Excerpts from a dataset
☆ ☆ ☆ ☆

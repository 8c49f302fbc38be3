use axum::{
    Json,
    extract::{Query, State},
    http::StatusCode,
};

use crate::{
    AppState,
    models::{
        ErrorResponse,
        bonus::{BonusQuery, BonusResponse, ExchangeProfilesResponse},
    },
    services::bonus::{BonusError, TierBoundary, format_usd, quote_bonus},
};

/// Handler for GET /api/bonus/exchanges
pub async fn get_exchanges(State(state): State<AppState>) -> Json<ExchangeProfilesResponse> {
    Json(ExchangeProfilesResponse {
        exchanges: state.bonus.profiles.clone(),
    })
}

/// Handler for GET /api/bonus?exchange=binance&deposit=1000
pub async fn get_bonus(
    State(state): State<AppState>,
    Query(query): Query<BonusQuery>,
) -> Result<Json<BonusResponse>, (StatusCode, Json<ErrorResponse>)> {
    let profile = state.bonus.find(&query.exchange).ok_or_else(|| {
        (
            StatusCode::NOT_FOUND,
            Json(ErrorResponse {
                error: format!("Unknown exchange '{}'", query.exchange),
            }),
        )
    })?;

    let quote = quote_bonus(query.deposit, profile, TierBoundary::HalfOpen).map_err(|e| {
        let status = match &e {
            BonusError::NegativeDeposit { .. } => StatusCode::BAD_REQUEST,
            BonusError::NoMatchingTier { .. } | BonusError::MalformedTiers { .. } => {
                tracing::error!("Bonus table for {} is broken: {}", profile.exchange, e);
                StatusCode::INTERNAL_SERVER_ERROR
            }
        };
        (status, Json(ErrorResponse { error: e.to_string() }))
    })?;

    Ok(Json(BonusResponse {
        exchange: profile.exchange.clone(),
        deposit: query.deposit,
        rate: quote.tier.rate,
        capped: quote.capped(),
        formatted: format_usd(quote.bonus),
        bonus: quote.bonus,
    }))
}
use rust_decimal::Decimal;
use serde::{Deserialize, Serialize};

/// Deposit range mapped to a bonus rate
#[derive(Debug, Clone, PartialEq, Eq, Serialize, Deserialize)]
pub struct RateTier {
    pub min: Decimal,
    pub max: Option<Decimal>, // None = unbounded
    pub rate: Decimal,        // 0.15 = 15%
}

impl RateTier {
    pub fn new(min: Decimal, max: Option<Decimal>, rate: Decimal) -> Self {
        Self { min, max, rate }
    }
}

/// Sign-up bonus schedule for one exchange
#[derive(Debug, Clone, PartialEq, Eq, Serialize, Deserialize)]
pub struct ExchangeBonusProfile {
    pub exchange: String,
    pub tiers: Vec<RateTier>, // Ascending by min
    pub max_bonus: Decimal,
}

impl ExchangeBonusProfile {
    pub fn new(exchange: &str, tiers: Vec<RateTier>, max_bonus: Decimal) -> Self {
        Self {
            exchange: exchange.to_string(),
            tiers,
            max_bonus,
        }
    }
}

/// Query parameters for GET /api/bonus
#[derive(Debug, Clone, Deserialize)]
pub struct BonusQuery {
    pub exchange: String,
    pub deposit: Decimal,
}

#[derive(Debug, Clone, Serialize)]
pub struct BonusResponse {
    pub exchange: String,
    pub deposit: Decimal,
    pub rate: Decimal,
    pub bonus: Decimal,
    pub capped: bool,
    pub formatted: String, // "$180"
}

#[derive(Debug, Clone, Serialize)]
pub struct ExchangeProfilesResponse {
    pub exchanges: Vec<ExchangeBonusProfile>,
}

☆ ☆ ☆ ☆

REQUIREMENT =>
Only the number should be given: how many lines of the data contain the word "capped"?

WRITTEN REPLY =>
2